*** Opening of INPUT RECORDS ***
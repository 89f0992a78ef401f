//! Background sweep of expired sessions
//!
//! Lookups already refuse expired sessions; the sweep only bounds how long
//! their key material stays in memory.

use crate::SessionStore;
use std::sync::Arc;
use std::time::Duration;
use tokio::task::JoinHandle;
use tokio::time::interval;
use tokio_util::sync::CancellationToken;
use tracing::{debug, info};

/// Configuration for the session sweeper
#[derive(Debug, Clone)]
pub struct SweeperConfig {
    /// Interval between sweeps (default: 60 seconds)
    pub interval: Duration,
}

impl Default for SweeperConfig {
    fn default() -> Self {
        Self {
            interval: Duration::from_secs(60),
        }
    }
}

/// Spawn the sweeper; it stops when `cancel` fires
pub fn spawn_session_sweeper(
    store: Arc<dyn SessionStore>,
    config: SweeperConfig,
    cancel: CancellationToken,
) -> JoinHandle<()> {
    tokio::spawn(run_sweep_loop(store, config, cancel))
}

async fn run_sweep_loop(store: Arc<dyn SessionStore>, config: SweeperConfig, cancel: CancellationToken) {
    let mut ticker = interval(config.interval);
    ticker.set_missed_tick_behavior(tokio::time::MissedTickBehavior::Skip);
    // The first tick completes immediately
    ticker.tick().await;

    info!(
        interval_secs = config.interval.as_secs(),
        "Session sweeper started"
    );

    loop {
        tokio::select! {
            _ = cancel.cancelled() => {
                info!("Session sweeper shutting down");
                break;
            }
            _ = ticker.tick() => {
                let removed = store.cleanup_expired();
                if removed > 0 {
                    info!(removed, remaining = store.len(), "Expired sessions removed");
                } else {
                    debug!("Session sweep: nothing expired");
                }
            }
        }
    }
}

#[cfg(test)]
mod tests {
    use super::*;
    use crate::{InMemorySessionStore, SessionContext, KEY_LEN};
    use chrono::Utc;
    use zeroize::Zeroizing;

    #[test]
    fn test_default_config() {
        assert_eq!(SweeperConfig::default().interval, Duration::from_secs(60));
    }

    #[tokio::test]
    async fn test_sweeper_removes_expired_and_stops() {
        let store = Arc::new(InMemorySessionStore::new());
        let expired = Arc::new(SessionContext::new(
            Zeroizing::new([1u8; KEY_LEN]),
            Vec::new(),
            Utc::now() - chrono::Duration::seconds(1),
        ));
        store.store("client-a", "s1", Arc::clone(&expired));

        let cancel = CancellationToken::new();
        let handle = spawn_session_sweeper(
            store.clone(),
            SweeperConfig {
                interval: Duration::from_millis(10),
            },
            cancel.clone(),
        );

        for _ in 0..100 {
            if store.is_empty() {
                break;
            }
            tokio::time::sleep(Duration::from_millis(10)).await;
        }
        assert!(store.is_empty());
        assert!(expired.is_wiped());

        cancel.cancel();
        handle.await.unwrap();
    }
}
*** Close of INPUT RECORDS ***
## THE TASK
Set down each record above without changing a single word.

## WRITTEN SOLUTION
repository 89f0992a78ef401f
//! Background sweep of expired sessions
//!
//! Lookups already refuse expired sessions; the sweep only bounds how long
//! their key material stays in memory.

use crate::SessionStore;
use std::sync::Arc;
use std::time::Duration;
use tokio::task::JoinHandle;
use tokio::time::interval;
use tokio_util::sync::CancellationToken;
use tracing::{debug, info};

/// Configuration for the session sweeper
#[derive(Debug, Clone)]
pub struct SweeperConfig {
    /// Interval between sweeps (default: 60 seconds)
    pub interval: Duration,
}

impl Default for SweeperConfig {
    fn default() -> Self {
        Self {
            interval: Duration::from_secs(60),
        }
    }
}

/// Spawn the sweeper; it stops when `cancel` fires
pub fn spawn_session_sweeper(
    store: Arc<dyn SessionStore>,
    config: SweeperConfig,
    cancel: CancellationToken,
) -> JoinHandle<()> {
    tokio::spawn(run_sweep_loop(store, config, cancel))
}

async fn run_sweep_loop(store: Arc<dyn SessionStore>, config: SweeperConfig, cancel: CancellationToken) {
    let mut ticker = interval(config.interval);
    ticker.set_missed_tick_behavior(tokio::time::MissedTickBehavior::Skip);
    // The first tick completes immediately
    ticker.tick().await;

    info!(
        interval_secs = config.interval.as_secs(),
        "Session sweeper started"
    );

    loop {
        tokio::select! {
            _ = cancel.cancelled() => {
                info!("Session sweeper shutting down");
                break;
            }
            _ = ticker.tick() => {
                let removed = store.cleanup_expired();
                if removed > 0 {
                    info!(removed, remaining = store.len(), "Expired sessions removed");
                } else {
                    debug!("Session sweep: nothing expired");
                }
            }
        }
    }
}

#[cfg(test)]
mod tests {
    use super::*;
    use crate::{InMemorySessionStore, SessionContext, KEY_LEN};
    use chrono::Utc;
    use zeroize::Zeroizing;

    #[test]
    fn test_default_config() {
        assert_eq!(SweeperConfig::default().interval, Duration::from_secs(60));
    }

    #[tokio::test]
    async fn test_sweeper_removes_expired_and_stops() {
        let store = Arc::new(InMemorySessionStore::new());
        let expired = Arc::new(SessionContext::new(
            Zeroizing::new([1u8; KEY_LEN]),
            Vec::new(),
            Utc::now() - chrono::Duration::seconds(1),
        ));
        store.store("client-a", "s1", Arc::clone(&expired));

        let cancel = CancellationToken::new();
        let handle = spawn_session_sweeper(
            store.clone(),
            SweeperConfig {
                interval: Duration::from_millis(10),
            },
            cancel.clone(),
        );

        for _ in 0..100 {
            if store.is_empty() {
                break;
            }
            tokio::time::sleep(Duration::from_millis(10)).await;
        }
        assert!(store.is_empty());
        assert!(expired.is_wiped());

        cancel.cancel();
        handle.await.unwrap();
    }
}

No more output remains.